PL DA DOSIMETRIA E AS CONEXÕES ENTRE CRIME ORGANIZADO, MERCADO FINANCEIRO, MÁFIA POLÍTICA E OS GOLPISTAS DO 8 DE JANEIRO
- Alexandre Costa

- há 22 minutos
- 6 min de leitura

por Alexandre Costa | jornalista
As manifestação em defesa da democracia e contra a anistia para os golpistas, marcadas para amanhã, domingo (14/12), em diversas capitais e grandes cidades espalhadas de norte a sul do Brasil, são uma amostra do que virá pela frente em 2026. A mobilização nas ruas serve como termômetro em relação à força e à capacidade do país resistir e frear o ímpeto fascista da extrema direita golpista.

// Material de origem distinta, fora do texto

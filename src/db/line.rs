//! InfluxDB line protocol encoding.
//!
//! A [`Row`] is built for a single insert and appended to a [`LineBuffer`], which
//! holds newline-terminated rows until the sender flushes them:
//!
//! ```text
//! trades,symbol=BTC-USD,side=buy price=42000.5,amount=2i,filled=t 1699123456789000000
//! ```
//!
//! Symbols are always written before columns, whatever order they were added in.

use crate::error::{DbError, DbResult};
use crate::models::{FieldValue, RowTimestamp};

/// Characters QuestDB rejects in both table and column names.
const ILLEGAL_NAME_CHARS: &[char] = &[
    '?', ',', '\'', '"', '\\', '/', ':', '(', ')', '+', '*', '%', '~', '\0',
];

const NANOS_PER_MILLI: i64 = 1_000_000;

/// One row being assembled for a single insert.
#[derive(Debug, Clone, PartialEq)]
pub struct Row {
    table: String,
    symbols: Vec<(String, String)>,
    columns: Vec<(String, FieldValue)>,
    timestamp: RowTimestamp,
}

impl Row {
    pub fn new(table: impl Into<String>) -> Self {
        Self {
            table: table.into(),
            symbols: Vec::new(),
            columns: Vec::new(),
            timestamp: RowTimestamp::Now,
        }
    }

    /// Add a field, routing symbols and typed columns to their own sections.
    pub fn field(&mut self, name: impl Into<String>, value: FieldValue) -> &mut Self {
        match value {
            FieldValue::Symbol(s) => self.symbols.push((name.into(), s)),
            other => self.columns.push((name.into(), other)),
        }
        self
    }

    /// Close the row with its event time.
    pub fn at(&mut self, timestamp: RowTimestamp) -> &mut Self {
        self.timestamp = timestamp;
        self
    }

    /// Check names against QuestDB's rules.
    pub fn validate(&self) -> DbResult<()> {
        validate_table_name(&self.table)?;
        if self.symbols.is_empty() && self.columns.is_empty() {
            return Err(DbError::transport(format!(
                "Row for table '{}' has no columns",
                self.table
            )));
        }
        for name in self
            .symbols
            .iter()
            .map(|(n, _)| n)
            .chain(self.columns.iter().map(|(n, _)| n))
        {
            validate_column_name(name)?;
        }
        Ok(())
    }

    /// Encode as a single line-protocol line, including the trailing newline.
    pub fn encode(&self) -> DbResult<String> {
        self.validate()?;

        let mut line = escape_name(&self.table);
        for (name, value) in &self.symbols {
            line.push(',');
            line.push_str(&escape_name(name));
            line.push('=');
            line.push_str(&escape_symbol_value(value));
        }

        for (i, (name, value)) in self.columns.iter().enumerate() {
            line.push(if i == 0 { ' ' } else { ',' });
            line.push_str(&escape_name(name));
            line.push('=');
            line.push_str(&encode_column_value(value)?);
        }

        if let RowTimestamp::At(ms) = self.timestamp {
            let nanos = ms.checked_mul(NANOS_PER_MILLI).ok_or_else(|| {
                DbError::transport(format!("Timestamp {} ms is out of range", ms))
            })?;
            line.push(' ');
            line.push_str(&nanos.to_string());
        }

        line.push('\n');
        Ok(line)
    }
}

fn encode_column_value(value: &FieldValue) -> DbResult<String> {
    match value {
        FieldValue::Long(i) => Ok(format!("{}i", i)),
        FieldValue::Double(f) if f.is_finite() => {
            let text = f.to_string();
            // Keep doubles distinguishable from longs on the wire.
            if text.contains(['.', 'e', 'E']) {
                Ok(text)
            } else {
                Ok(format!("{}.0", text))
            }
        }
        FieldValue::Double(f) => Err(DbError::transport(format!(
            "Cannot write non-finite double {}",
            f
        ))),
        FieldValue::Boolean(b) => Ok(if *b { "t" } else { "f" }.to_string()),
        FieldValue::Symbol(_) => Err(DbError::internal("Symbol encoded as column")),
    }
}

fn has_illegal_chars(name: &str) -> bool {
    name.chars()
        .any(|c| ILLEGAL_NAME_CHARS.contains(&c) || c.is_control())
}

pub fn validate_table_name(name: &str) -> DbResult<()> {
    if name.is_empty() {
        return Err(DbError::transport("Table name cannot be empty"));
    }
    if has_illegal_chars(name) || name.starts_with('.') || name.ends_with('.') {
        return Err(DbError::transport(format!(
            "Bad table name '{}': contains illegal characters",
            name
        )));
    }
    Ok(())
}

pub fn validate_column_name(name: &str) -> DbResult<()> {
    if name.is_empty() {
        return Err(DbError::transport("Column name cannot be empty"));
    }
    if has_illegal_chars(name) || name.contains(['.', '-']) {
        return Err(DbError::transport(format!(
            "Bad column name '{}': contains illegal characters",
            name
        )));
    }
    Ok(())
}

fn escape_name(name: &str) -> String {
    let mut out = String::with_capacity(name.len());
    for c in name.chars() {
        if matches!(c, ' ' | '=') {
            out.push('\\');
        }
        out.push(c);
    }
    out
}

fn escape_symbol_value(value: &str) -> String {
    let mut out = String::with_capacity(value.len());
    for c in value.chars() {
        if matches!(c, ',' | '=' | ' ' | '\\' | '\n' | '\r') {
            out.push('\\');
        }
        out.push(c);
    }
    out
}

/// Encoded rows waiting to be flushed.
#[derive(Debug, Default)]
pub struct LineBuffer {
    data: String,
    rows: usize,
}

impl LineBuffer {
    pub fn new() -> Self {
        Self::default()
    }

    /// Encode and append a row. The buffer is unchanged if encoding fails.
    pub fn push(&mut self, row: &Row) -> DbResult<()> {
        let line = row.encode()?;
        self.data.push_str(&line);
        self.rows += 1;
        Ok(())
    }

    pub fn len(&self) -> usize {
        self.data.len()
    }

    pub fn is_empty(&self) -> bool {
        self.data.is_empty()
    }

    pub fn row_count(&self) -> usize {
        self.rows
    }

    pub fn as_str(&self) -> &str {
        &self.data
    }

    pub fn clear(&mut self) {
        self.data.clear();
        self.rows = 0;
    }
}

Em um ano de disputa eleitoral, é imprescindível ficar atento ao tabuleiro político e as diversas instâncias derivadas do poder das urnas no país. Além de participar das manifestações deste domingo, é preciso compreender o atual cenário político no Brasil: o país vem sendo capturado por um crime organizado de colarinho branco entranhado nas instituições, alimentado e protegido pelas teias do centrão e da extrema direita.
DEMOCRACIA X ECOSSISTEMA DE PODER
O que está em jogo, mais uma vez, não é "apenas" o destino de um projeto de lei, mas a definição de quais interesses prevalecem na República — se os da Constituição e da soberania popular ou os de um ecossistema de poder que articula crime de colarinho branco e máfia política, além beneficiar líderes de facções com a redução de suas penas.
Especialistas alertam sobre a importância de barrar o projeto de lei da dosimetria, aprovado pela Câmara dos Deputados e que pode reduzir penas de pessoas condenadas pelo episódio antidemocrático de 8 de janeiro de 2023. Porém, as alterações atingem também autores de crimes hediondos e feminicidas, pois reduzem de forma significativa o tempo mínimo de permanência em regime fechado. O PL da dosimetria também beneficiará nomes como Marco Willians Herbas Camacho, o Marcola, Luiz Fernando da Costa, o Fernandinho Beira-Mar, e André de Oliveira Macedo, o André do Rap, que terão suas penas reduzidas de um terço para quase a metade o tempo de cumprimento em regime fechado, antes da progressão ao semiaberto.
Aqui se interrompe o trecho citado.